Le contexte dans lequel elle est prononcée est très édifiant. Une femme exige de son mari la mise à mort d’un esclave par crucifixion. Le mari en est heurté « Pour quel crime ? Pourquoi la croix ? Y a-t-il un témoin ? Un plaignant ? Enquête ! On ne prend jamais trop de temps pour décider de la mort d’un homme ! » Sa femme enrage « Ô le fou ! Comme ça, un esclave est un homme ! Il n’a rien fait ? Et alors ! » et conclut par « Hoc volo, sic jubeo, sit pro ratione voluntas »( « je le veux, je l’ordonne ainsi, que ma volonté tienne lieu de raison. »)
Martin Dauch dans L’individualisme totalitaire (dans les Actes de l’Université d’été de Renaissance catholique : La démocratie peut-elle devenir totalitaire ?) nous apprend que Pierre Boutang, dans son Précis de Foutriquet ( un pamphlet consacré à Giscard), voyait dans cet adage despotique un « modèle de tyrannie, femmeline, molle et pourtant absolue » et mettait en parallèle le meurtre de l’esclave et l’avortement « Est-ce qu’un esclave ou un enfant à naître est un homme ? Quoi ? Ilo n’avait rien fait qui justifie l’acte, alors qu’il entrave la sainte liberté de la femme ? Allons ! Hoc volo, sic jubeo, sit pro ratione voluntas. »

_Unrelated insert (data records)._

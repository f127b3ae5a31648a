//! Job status lookups for asynchronous replacements.

use std::sync::Arc;

use async_trait::async_trait;
use showroom_core::replacement::JobStatusResponse;

use crate::api::MediaApi;
use crate::provider::ProviderError;

/// Answers "what is job X doing right now?".
#[async_trait]
pub trait JobStatusSource: Send + Sync {
    async fn job_status(&self, job_id: &str) -> Result<JobStatusResponse, ProviderError>;
}

/// Status source backed by the media API's status route.
pub struct HttpStatusSource {
    api: Arc<MediaApi>,
    path: String,
}

impl HttpStatusSource {
    pub fn new(api: Arc<MediaApi>, path: impl Into<String>) -> Self {
        Self {
            api,
            path: path.into(),
        }
    }
}

#[async_trait]
impl JobStatusSource for HttpStatusSource {
    async fn job_status(&self, job_id: &str) -> Result<JobStatusResponse, ProviderError> {
        Ok(self.api.job_status(&self.path, job_id).await?)
    }
}
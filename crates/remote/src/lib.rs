//! Clients for the services the pipeline depends on.
//!
//! Provides the REST wrapper for the media routes, the
//! background-replacement provider strategy (primary with fallback),
//! the job status source used by the poller, and the listing image
//! store that persists confirmed selections.

pub mod api;
pub mod config;
pub mod fallback;
pub mod listing;
pub mod provider;
pub mod simulated;
pub mod status;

Et précisément, à la fin de cette satire Juvénal parle sans équivoque de l’avortement : Les trucs et les drogues des professionnelles sont si efficaces pour rendre inféconde ou tuer un bébé dans un ventre qu’on n’accouche guère dans les lits dorés ».

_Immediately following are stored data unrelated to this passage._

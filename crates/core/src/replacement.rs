//! Background-replacement wire types and response classification.
//!
//! The media routes answer a submission with either finished URLs
//! (`{"status":"completed","urls":[...]}`) or a job handle
//! (`{"status":"processing","jobId":"..."}`). Status queries answer with
//! `{"status":"completed"|"processing"|"failed","urls"?,"error"?}`.
//! Deserialization is lenient; [`classify`] and
//! [`JobStatusResponse::outcome`] decide what a body means.

use serde::{Deserialize, Serialize};

use crate::job::{MSG_NO_RESULT_URLS, MSG_PROCESSING_FAILED};
use crate::types::{JobId, PublicId};

/// Error recorded when a submission yields neither URLs nor a job handle.
pub const MSG_UNRECOGNIZED_RESPONSE: &str =
    "No preview images were generated or job status not recognized";

pub const STATUS_COMPLETED: &str = "completed";
pub const STATUS_PROCESSING: &str = "processing";
pub const STATUS_FAILED: &str = "failed";

// ---------------------------------------------------------------------------
// Wire types
// ---------------------------------------------------------------------------

/// Body of a submission to the primary or fallback route.
#[derive(Debug, Clone, PartialEq, Eq, Serialize, Deserialize)]
#[serde(rename_all = "camelCase")]
pub struct ReplacementRequest {
    pub public_id: PublicId,
    #[serde(default, skip_serializing_if = "Option::is_none")]
    pub prompt: Option<String>,
    #[serde(default, skip_serializing_if = "Option::is_none")]
    pub seed: Option<u32>,
}

impl ReplacementRequest {
    pub fn new(public_id: impl Into<PublicId>, prompt: impl Into<String>, seed: u32) -> Self {
        Self {
            public_id: public_id.into(),
            prompt: Some(prompt.into()),
            seed: Some(seed),
        }
    }
}

/// Response body of a submission.
#[derive(Debug, Clone, Default, PartialEq, Eq, Serialize, Deserialize)]
#[serde(rename_all = "camelCase")]
pub struct ReplacementResponse {
    #[serde(default)]
    pub status: Option<String>,
    #[serde(default)]
    pub urls: Vec<String>,
    #[serde(default)]
    pub job_id: Option<JobId>,
    /// Low-resolution preview some providers return with a job handle.
    #[serde(default)]
    pub preview_url: Option<String>,
    #[serde(default)]
    pub error: Option<String>,
    #[serde(default)]
    pub details: Option<String>,
}

impl ReplacementResponse {
    pub fn completed(urls: Vec<String>) -> Self {
        Self {
            status: Some(STATUS_COMPLETED.into()),
            urls,
            ..Default::default()
        }
    }

    pub fn processing(job_id: impl Into<JobId>) -> Self {
        Self {
            status: Some(STATUS_PROCESSING.into()),
            job_id: Some(job_id.into()),
            ..Default::default()
        }
    }

    /// Error text carried in the body, with details appended when present.
    pub fn error_message(&self) -> Option<String> {
        let error = self.error.as_deref()?;
        Some(match self.details.as_deref() {
            Some(details) if !details.is_empty() => format!("{error}: {details}"),
            _ => error.to_string(),
        })
    }
}

/// Response body of a job status query.
#[derive(Debug, Clone, Default, PartialEq, Eq, Serialize, Deserialize)]
#[serde(rename_all = "camelCase")]
pub struct JobStatusResponse {
    #[serde(default)]
    pub status: Option<String>,
    #[serde(default)]
    pub urls: Vec<String>,
    #[serde(default)]
    pub error: Option<String>,
}

/// What a single status query says about a job.
#[derive(Debug, Clone, PartialEq, Eq)]
pub enum StatusOutcome {
    Completed(Vec<String>),
    /// Reported completed but without any output.
    CompletedEmpty,
    Failed(String),
    /// Still running, or a status the client does not understand.
    Pending,
}

impl StatusOutcome {
    /// Terminal failure message for outcomes that end the job unsuccessfully.
    pub fn failure_message(&self) -> Option<&str> {
        match self {
            Self::CompletedEmpty => Some(MSG_NO_RESULT_URLS),
            Self::Failed(message) => Some(message.as_str()),
            _ => None,
        }
    }
}

impl JobStatusResponse {
    pub fn outcome(&self) -> StatusOutcome {
        match self.status.as_deref() {
            Some(STATUS_COMPLETED) if self.urls.is_empty() => StatusOutcome::CompletedEmpty,
            Some(STATUS_COMPLETED) => StatusOutcome::Completed(self.urls.clone()),
            Some(STATUS_FAILED) => StatusOutcome::Failed(
                self.error
                    .clone()
                    .filter(|e| !e.is_empty())
                    .unwrap_or_else(|| MSG_PROCESSING_FAILED.to_string()),
            ),
            _ => StatusOutcome::Pending,
        }
    }
}

// ---------------------------------------------------------------------------
// Classification
// ---------------------------------------------------------------------------

/// Which provider produced a submission response.
#[derive(Debug, Clone, Copy, PartialEq, Eq, Serialize, Deserialize)]
#[serde(rename_all = "snake_case")]
pub enum ResultSource {
    Primary,
    Fallback,
}

/// Meaning of a submission response.
#[derive(Debug, Clone, PartialEq, Eq)]
pub enum Classification {
    Completed { urls: Vec<String> },
    Processing {
        job_id: JobId,
        preview_url: Option<String>,
    },
    Unrecognized,
}

/// Classify a submission response by content: URLs win over a job
/// handle, and a body with neither is unrecognized.
pub fn classify(response: &ReplacementResponse) -> Classification {
    let urls: Vec<String> = response
        .urls
        .iter()
        .filter(|u| !u.trim().is_empty())
        .cloned()
        .collect();
    if !urls.is_empty() {
        return Classification::Completed { urls };
    }
    match response.job_id.as_deref() {
        Some(job_id) if !job_id.trim().is_empty() => Classification::Processing {
            job_id: job_id.to_string(),
            preview_url: response.preview_url.clone(),
        },
        _ => Classification::Unrecognized,
    }
}

// ---------------------------------------------------------------------------
// ProcessingResult
// ---------------------------------------------------------------------------

/// Outcome of submitting one image within a batch.
#[derive(Debug, Clone, PartialEq, Eq, Serialize, Deserialize)]
#[serde(rename_all = "camelCase")]
pub struct ProcessingResult {
    /// `publicId` of the source image.
    pub original: PublicId,
    /// Candidate output URLs; empty while an async job is pending.
    pub previews: Vec<String>,
    #[serde(default, skip_serializing_if = "Option::is_none")]
    pub error: Option<String>,
    #[serde(default, skip_serializing_if = "Option::is_none")]
    pub job_id: Option<JobId>,
    /// Low-resolution preview offered while an async job runs.
    #[serde(default, skip_serializing_if = "Option::is_none")]
    pub preview_url: Option<String>,
    pub is_async: bool,
    /// Absent when submission failed before any provider answered.
    #[serde(default, skip_serializing_if = "Option::is_none")]
    pub source: Option<ResultSource>,
}

impl ProcessingResult {
    pub fn from_classification(
        original: impl Into<PublicId>,
        classification: Classification,
        source: ResultSource,
    ) -> Self {
        let original = original.into();
        match classification {
            Classification::Completed { urls } => Self {
                original,
                previews: urls,
                error: None,
                job_id: None,
                preview_url: None,
                is_async: false,
                source: Some(source),
            },
            Classification::Processing {
                job_id,
                preview_url,
            } => Self {
                original,
                previews: Vec::new(),
                error: None,
                job_id: Some(job_id),
                preview_url,
                is_async: true,
                source: Some(source),
            },
            Classification::Unrecognized => Self {
                original,
                previews: Vec::new(),
                error: Some(MSG_UNRECOGNIZED_RESPONSE.to_string()),
                job_id: None,
                preview_url: None,
                is_async: false,
                source: Some(source),
            },
        }
    }

    /// Result for an image whose submission failed outright.
    pub fn failure(original: impl Into<PublicId>, error: impl Into<String>) -> Self {
        Self {
            original: original.into(),
            previews: Vec::new(),
            error: Some(error.into()),
            job_id: None,
            preview_url: None,
            is_async: false,
            source: None,
        }
    }

    /// Produced previews now or will once its job finishes.
    pub fn is_usable(&self) -> bool {
        self.error.is_none() && (self.is_async || !self.previews.is_empty())
    }
}

#[cfg(test)]
mod tests {
    use super::*;
    use assert_matches::assert_matches;

    fn parse(json: &str) -> ReplacementResponse {
        serde_json::from_str(json).unwrap()
    }

    // -- classify -------------------------------------------------------------

    #[test]
    fn urls_classify_as_completed() {
        let response = parse(r#"{"status":"completed","urls":["a.jpg","b.jpg"]}"#);
        assert_eq!(
            classify(&response),
            Classification::Completed {
                urls: vec!["a.jpg".into(), "b.jpg".into()]
            }
        );
    }

    #[test]
    fn job_id_without_urls_classifies_as_processing() {
        let response =
            parse(r#"{"status":"processing","jobId":"job-2","previewUrl":"low.jpg"}"#);
        assert_eq!(
            classify(&response),
            Classification::Processing {
                job_id: "job-2".into(),
                preview_url: Some("low.jpg".into()),
            }
        );
    }

    #[test]
    fn urls_take_precedence_over_job_id() {
        let response = parse(r#"{"status":"processing","jobId":"j","urls":["x.jpg"]}"#);
        assert_matches!(classify(&response), Classification::Completed { .. });
    }

    #[test]
    fn blank_values_are_ignored() {
        let response = parse(r#"{"urls":["", "  "],"jobId":" "}"#);
        assert_eq!(classify(&response), Classification::Unrecognized);
    }

    #[test]
    fn empty_body_is_unrecognized() {
        assert_eq!(classify(&parse("{}")), Classification::Unrecognized);
    }

    // -- ProcessingResult -----------------------------------------------------

    #[test]
    fn completed_result_is_sync_and_usable() {
        let result = ProcessingResult::from_classification(
            "img1",
            Classification::Completed {
                urls: vec!["a.jpg".into()],
            },
            ResultSource::Primary,
        );
        assert!(!result.is_async);
        assert_eq!(result.previews, vec!["a.jpg".to_string()]);
        assert!(result.is_usable());
    }

    #[test]
    fn processing_result_is_async_with_empty_previews() {
        let result = ProcessingResult::from_classification(
            "img2",
            Classification::Processing {
                job_id: "job-2".into(),
                preview_url: None,
            },
            ResultSource::Fallback,
        );
        assert!(result.is_async);
        assert!(result.previews.is_empty());
        assert_eq!(result.job_id.as_deref(), Some("job-2"));
        assert_eq!(result.source, Some(ResultSource::Fallback));
        assert!(result.is_usable());
    }

    #[test]
    fn processing_result_keeps_preview_url() {
        let response = parse(r#"{"status": "processing", "jobId": "job-2", "previewUrl": "low.jpg"}"#);
        let result = ProcessingResult::from_classification(
            "img2",
            classify(&response),
            ResultSource::Primary,
        );
        assert_eq!(result.preview_url.as_deref(), Some("low.jpg"));
        assert!(result.is_async);

        let json = serde_json::to_value(&result).unwrap();
        assert_eq!(json["previewUrl"], "low.jpg");
    }

    #[test]
    fn unrecognized_result_carries_error() {
        let result = ProcessingResult::from_classification(
            "img3",
            Classification::Unrecognized,
            ResultSource::Primary,
        );
        assert_eq!(result.error.as_deref(), Some(MSG_UNRECOGNIZED_RESPONSE));
        assert!(!result.is_usable());
    }

    #[test]
    fn failure_result_has_no_source() {
        let result = ProcessingResult::failure("img", "timeout");
        assert!(result.source.is_none());
        assert!(!result.is_usable());
    }

    // -- JobStatusResponse ----------------------------------------------------

    #[test]
    fn status_outcomes() {
        let completed: JobStatusResponse =
            serde_json::from_str(r#"{"status":"completed","urls":["b.jpg"]}"#).unwrap();
        assert_eq!(
            completed.outcome(),
            StatusOutcome::Completed(vec!["b.jpg".into()])
        );

        let empty: JobStatusResponse =
            serde_json::from_str(r#"{"status":"completed","urls":[]}"#).unwrap();
        assert_eq!(empty.outcome(), StatusOutcome::CompletedEmpty);
        assert_eq!(empty.outcome().failure_message(), Some(MSG_NO_RESULT_URLS));

        let failed: JobStatusResponse =
            serde_json::from_str(r#"{"status":"failed","error":"GPU exploded"}"#).unwrap();
        assert_eq!(failed.outcome(), StatusOutcome::Failed("GPU exploded".into()));

        let processing: JobStatusResponse =
            serde_json::from_str(r#"{"status":"processing"}"#).unwrap();
        assert_eq!(processing.outcome(), StatusOutcome::Pending);
    }

    #[test]
    fn failed_status_without_message_gets_default() {
        let failed: JobStatusResponse = serde_json::from_str(r#"{"status":"failed"}"#).unwrap();
        assert_eq!(
            failed.outcome(),
            StatusOutcome::Failed(MSG_PROCESSING_FAILED.into())
        );
    }

    #[test]
    fn unknown_status_keeps_polling() {
        let odd: JobStatusResponse = serde_json::from_str(r#"{"status":"queued"}"#).unwrap();
        assert_eq!(odd.outcome(), StatusOutcome::Pending);
        assert_eq!(JobStatusResponse::default().outcome(), StatusOutcome::Pending);
    }

    // -- ReplacementRequest / Response -----------------------------------------

    #[test]
    fn request_serializes_camel_case() {
        let json = serde_json::to_value(ReplacementRequest::new("cars/1", "beach", 7)).unwrap();
        assert_eq!(
            json,
            serde_json::json!({"publicId": "cars/1", "prompt": "beach", "seed": 7})
        );
    }

    #[test]
    fn error_message_appends_details() {
        let response = parse(r#"{"error":"Upstream failed","details":"quota exceeded"}"#);
        assert_eq!(
            response.error_message().as_deref(),
            Some("Upstream failed: quota exceeded")
        );
        assert_eq!(parse("{}").error_message(), None);
    }
}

L’avortement a plongé la civilisation occidentale dans la fange en l’aliénant au principe qui fait de l’individu la mesure de toute chose. Comme l’écrit Boutang, entre la harpie de Juvénal et l’avorteuse se dévoile une même figure « de femme pleinement libérée, despotique, (de) femme devenue l’individu absolu, ivre de ne se sentir plus ni fille, ni épouse, ni mère. » Ce qui correspond en tous points à la définition du libéralisme donnée par Giscard dans un entretien au Nouvel Obs en 1974. Selon lui, le libéralisme pouvait se traduire par un « transfert aux individus isolés ou organisées des responsabilités de décision, de comportement et de choix. Cela dans le maximum de domaines possibles. C’est ainsi que sur un certain nombre de textes controversés, j’ai pris (…) des positions libérales. La Loi sur l’avortement par exemple. J’estime qu’en un tel domaine, quels que soient les principes ou les croyances de chacun, la loi n’a pas à se substituer à l’appréciation personnelle des intéressés. Cette sorte de libéralisme est, à mon avis, la meilleure forme de gouvernement possible. »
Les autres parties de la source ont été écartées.